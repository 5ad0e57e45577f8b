/*
 * Copyright (c) godot-rust; Bromeon and contributors.
 * This Source Code Form is subject to the terms of the Mozilla Public
 * License, v. 2.0. If a copy of the MPL was not distributed with this
 * file, You can obtain one at https://mozilla.org/MPL/2.0/.
 */

use std::collections::HashMap;
use std::hash::Hash;

use crate::builtin::{Array, Dictionary, GString, Variant};
use crate::meta::error::{ConvertError, FromFfiError, FromVariantError};
use crate::meta::traits::GodotFfiVariant;
use crate::meta::{FromGodot, GodotConvert, GodotNullableFfi, GodotType, ToGodot};
use crate::sys;

// ----------------------------------------------------------------------------------------------------------------------------------------------
// Option<T>

impl<T> GodotType for Option<T>
where
    T: GodotType,
    T::Ffi: GodotNullableFfi,
    Option<T>: crate::meta::sealed::Sealed,
{
    type Ffi = T::Ffi;

    fn to_ffi(&self) -> Self::Ffi {
        GodotNullableFfi::flatten_option(self.as_ref().map(|t| t.to_ffi()))
    }

    fn into_ffi(self) -> Self::Ffi {
        GodotNullableFfi::flatten_option(self.map(|t| t.into_ffi()))
    }

    fn try_from_ffi(ffi: Self::Ffi) -> Result<Self, ConvertError> {
        if ffi.is_null() {
            return Ok(None);
        }

        T::try_from_ffi(ffi).map(Some)
    }

    fn try_from_return(ffi: Self::Ffi, ownership: sys::Ownership) -> Result<Self, ConvertError> {
        if ffi.is_null() {
            return Ok(None);
        }

        T::try_from_return(ffi, ownership).map(Some)
    }

    fn param_metadata() -> sys::ArgumentMetadata {
        T::param_metadata()
    }

    fn godot_type_name() -> String {
        T::godot_type_name()
    }
}

impl<T> GodotConvert for Option<T>
where
    T: GodotType,
    T::Ffi: GodotNullableFfi,
    Option<T>: crate::meta::sealed::Sealed,
{
    type Via = Option<T>;
}

impl<T> ToGodot for Option<T>
where
    T: GodotType,
    T::Ffi: GodotNullableFfi,
    Option<T>: crate::meta::sealed::Sealed,
{
    fn to_godot(&self) -> Self::Via {
        self.as_ref().map(T::to_godot)
    }

    fn to_variant(&self) -> Variant {
        match self {
            Some(inner) => inner.to_variant(),
            None => Variant::nil(),
        }
    }
}

impl<T> FromGodot for Option<T>
where
    T: GodotType,
    T::Ffi: GodotNullableFfi,
    Option<T>: crate::meta::sealed::Sealed,
{
    fn try_from_godot(via: Self::Via) -> Result<Self, ConvertError> {
        Ok(via)
    }

    fn try_from_variant(variant: &Variant) -> Result<Self, ConvertError> {
        if variant.is_nil() {
            return Ok(None);
        }

        T::try_from_variant(variant).map(Some)
    }
}

// ----------------------------------------------------------------------------------------------------------------------------------------------
// Scalars

macro_rules! impl_godot_scalar {
    ($T:ty as $Via:ty, $err:path, $param_metadata:expr) => {
        impl GodotType for $T {
            type Ffi = $Via;

            fn to_ffi(&self) -> Self::Ffi {
                (*self).into()
            }

            fn into_ffi(self) -> Self::Ffi {
                self.into()
            }

            fn try_from_ffi(ffi: Self::Ffi) -> Result<Self, ConvertError> {
                Self::try_from(ffi).map_err(|_rust_err| $err.into_error(ffi))
            }

            fn param_metadata() -> sys::ArgumentMetadata {
                $param_metadata
            }

            fn godot_type_name() -> String {
                stringify!($Via).to_string()
            }
        }

        impl GodotConvert for $T {
            type Via = $T;
        }

        impl ToGodot for $T {
            fn to_godot(&self) -> Self::Via {
                *self
            }
        }

        impl FromGodot for $T {
            fn try_from_godot(via: Self::Via) -> Result<Self, ConvertError> {
                Ok(via)
            }
        }
    };

    ($T:ty as $Via:ty, $param_metadata:expr; lossy) => {
        impl GodotType for $T {
            type Ffi = $Via;

            fn to_ffi(&self) -> Self::Ffi {
                *self as $Via
            }

            fn into_ffi(self) -> Self::Ffi {
                self as $Via
            }

            fn try_from_ffi(ffi: Self::Ffi) -> Result<Self, ConvertError> {
                Ok(ffi as $T)
            }

            fn param_metadata() -> sys::ArgumentMetadata {
                $param_metadata
            }

            fn godot_type_name() -> String {
                stringify!($Via).to_string()
            }
        }

        impl GodotConvert for $T {
            type Via = $T;
        }

        impl ToGodot for $T {
            fn to_godot(&self) -> Self::Via {
                *self
            }
        }

        impl FromGodot for $T {
            fn try_from_godot(via: Self::Via) -> Result<Self, ConvertError> {
                Ok(via)
            }
        }
    };
}

macro_rules! impl_godot_ffi_scalar {
    ($T:ty, $name:literal, $param_metadata:expr) => {
        impl GodotType for $T {
            type Ffi = $T;

            fn to_ffi(&self) -> Self::Ffi {
                *self
            }

            fn into_ffi(self) -> Self::Ffi {
                self
            }

            fn try_from_ffi(ffi: Self::Ffi) -> Result<Self, ConvertError> {
                Ok(ffi)
            }

            fn param_metadata() -> sys::ArgumentMetadata {
                $param_metadata
            }

            fn godot_type_name() -> String {
                $name.to_string()
            }
        }

        impl GodotConvert for $T {
            type Via = $T;
        }

        impl ToGodot for $T {
            fn to_godot(&self) -> Self::Via {
                *self
            }
        }

        impl FromGodot for $T {
            fn try_from_godot(via: Self::Via) -> Result<Self, ConvertError> {
                Ok(via)
            }
        }
    };
}

impl_godot_ffi_scalar!(bool, "bool", sys::ArgumentMetadata::None);
impl_godot_ffi_scalar!(i64, "int", sys::ArgumentMetadata::None);
impl_godot_ffi_scalar!(f64, "float", sys::ArgumentMetadata::None);

impl_godot_scalar!(i32 as i64, FromFfiError::I32, sys::ArgumentMetadata::IntIsInt32);
impl_godot_scalar!(i16 as i64, FromFfiError::I16, sys::ArgumentMetadata::IntIsInt16);
impl_godot_scalar!(i8 as i64, FromFfiError::I8, sys::ArgumentMetadata::IntIsInt8);
impl_godot_scalar!(u32 as i64, FromFfiError::U32, sys::ArgumentMetadata::IntIsUint32);
impl_godot_scalar!(u16 as i64, FromFfiError::U16, sys::ArgumentMetadata::IntIsUint16);
impl_godot_scalar!(u8 as i64, FromFfiError::U8, sys::ArgumentMetadata::IntIsUint8);

// f64 -> f32 may lose precision; the engine does the same when the declared width is 32 bits.
impl_godot_scalar!(f32 as f64, sys::ArgumentMetadata::RealIsFloat; lossy);

// ----------------------------------------------------------------------------------------------------------------------------------------------
// Unit: return type of methods without return value

impl GodotType for () {
    type Ffi = ();

    fn to_ffi(&self) -> Self::Ffi {}

    fn into_ffi(self) -> Self::Ffi {}

    fn try_from_ffi(_ffi: Self::Ffi) -> Result<Self, ConvertError> {
        Ok(())
    }

    fn godot_type_name() -> String {
        "Nil".to_string()
    }
}

impl GodotConvert for () {
    type Via = ();
}

impl ToGodot for () {
    fn to_godot(&self) -> Self::Via {}

    fn to_variant(&self) -> Variant {
        Variant::nil()
    }
}

impl FromGodot for () {
    fn try_from_godot(via: Self::Via) -> Result<Self, ConvertError> {
        Ok(via)
    }
}

// ----------------------------------------------------------------------------------------------------------------------------------------------
// FFI variant conversions of scalars, through the lifecycle table's variant converters

macro_rules! impl_ffi_variant_scalar {
    ($($T:ty),*) => {
        $(
            impl GodotFfiVariant for $T {
                fn ffi_to_variant(&self) -> Variant {
                    Variant::from_ffi_value(self)
                }

                fn ffi_from_variant(variant: &Variant) -> Result<Self, ConvertError> {
                    variant.to_ffi_value::<$T>()
                }
            }
        )*
    };
}

impl_ffi_variant_scalar!(bool, i64, f64);

impl GodotFfiVariant for () {
    fn ffi_to_variant(&self) -> Variant {
        Variant::nil()
    }

    fn ffi_from_variant(variant: &Variant) -> Result<Self, ConvertError> {
        if variant.is_nil() {
            return Ok(());
        }

        Err(FromVariantError::BadType {
            expected: sys::VariantType::Nil,
            actual: variant.try_get_type()?,
        }
        .into_error(variant.clone()))
    }
}

// ----------------------------------------------------------------------------------------------------------------------------------------------
// Host types: converted (deep-copied) at the boundary

impl GodotConvert for String {
    type Via = GString;
}

impl ToGodot for String {
    fn to_godot(&self) -> Self::Via {
        GString::from(self.as_str())
    }
}

impl FromGodot for String {
    fn try_from_godot(via: Self::Via) -> Result<Self, ConvertError> {
        Ok(via.to_string())
    }
}

impl GodotConvert for &str {
    type Via = GString;
}

impl ToGodot for &str {
    fn to_godot(&self) -> Self::Via {
        GString::from(*self)
    }
}

/// `Vec<T>` travels as an untyped [`Array`]. Each conversion copies all elements.
impl<T: GodotConvert> GodotConvert for Vec<T> {
    type Via = Array;
}

impl<T: ToGodot> ToGodot for Vec<T> {
    fn to_godot(&self) -> Self::Via {
        Array::from_slice(self)
    }
}

impl<T: FromGodot> FromGodot for Vec<T> {
    fn try_from_godot(via: Self::Via) -> Result<Self, ConvertError> {
        via.try_to_vec()
    }
}

/// `HashMap<K, V>` travels as a [`Dictionary`]. Each conversion copies all entries.
impl<K: GodotConvert, V: GodotConvert> GodotConvert for HashMap<K, V> {
    type Via = Dictionary;
}

impl<K: ToGodot, V: ToGodot> ToGodot for HashMap<K, V> {
    fn to_godot(&self) -> Self::Via {
        Dictionary::from_pairs(self.iter())
    }
}

impl<K, V> FromGodot for HashMap<K, V>
where
    K: FromGodot + Eq + Hash,
    V: FromGodot,
{
    fn try_from_godot(via: Self::Via) -> Result<Self, ConvertError> {
        via.try_to_hash_map()
    }
}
——————
ACTION ITEM:
When you reach the line containing "self.into()" in the data above, start copying exactly, and stop after the line containing "($T:ty as $Via:ty, $param_metadata:expr;".

RESULT OF THIS TASK:
                self.into()
            }

            fn try_from_ffi(ffi: Self::Ffi) -> Result<Self, ConvertError> {
                Self::try_from(ffi).map_err(|_rust_err| $err.into_error(ffi))
            }

            fn param_metadata() -> sys::ArgumentMetadata {
                $param_metadata
            }

            fn godot_type_name() -> String {
                stringify!($Via).to_string()
            }
        }

        impl GodotConvert for $T {
            type Via = $T;
        }

        impl ToGodot for $T {
            fn to_godot(&self) -> Self::Via {
                *self
            }
        }

        impl FromGodot for $T {
            fn try_from_godot(via: Self::Via) -> Result<Self, ConvertError> {
                Ok(via)
            }
        }
    };

    ($T:ty as $Via:ty, $param_metadata:expr; lossy) => {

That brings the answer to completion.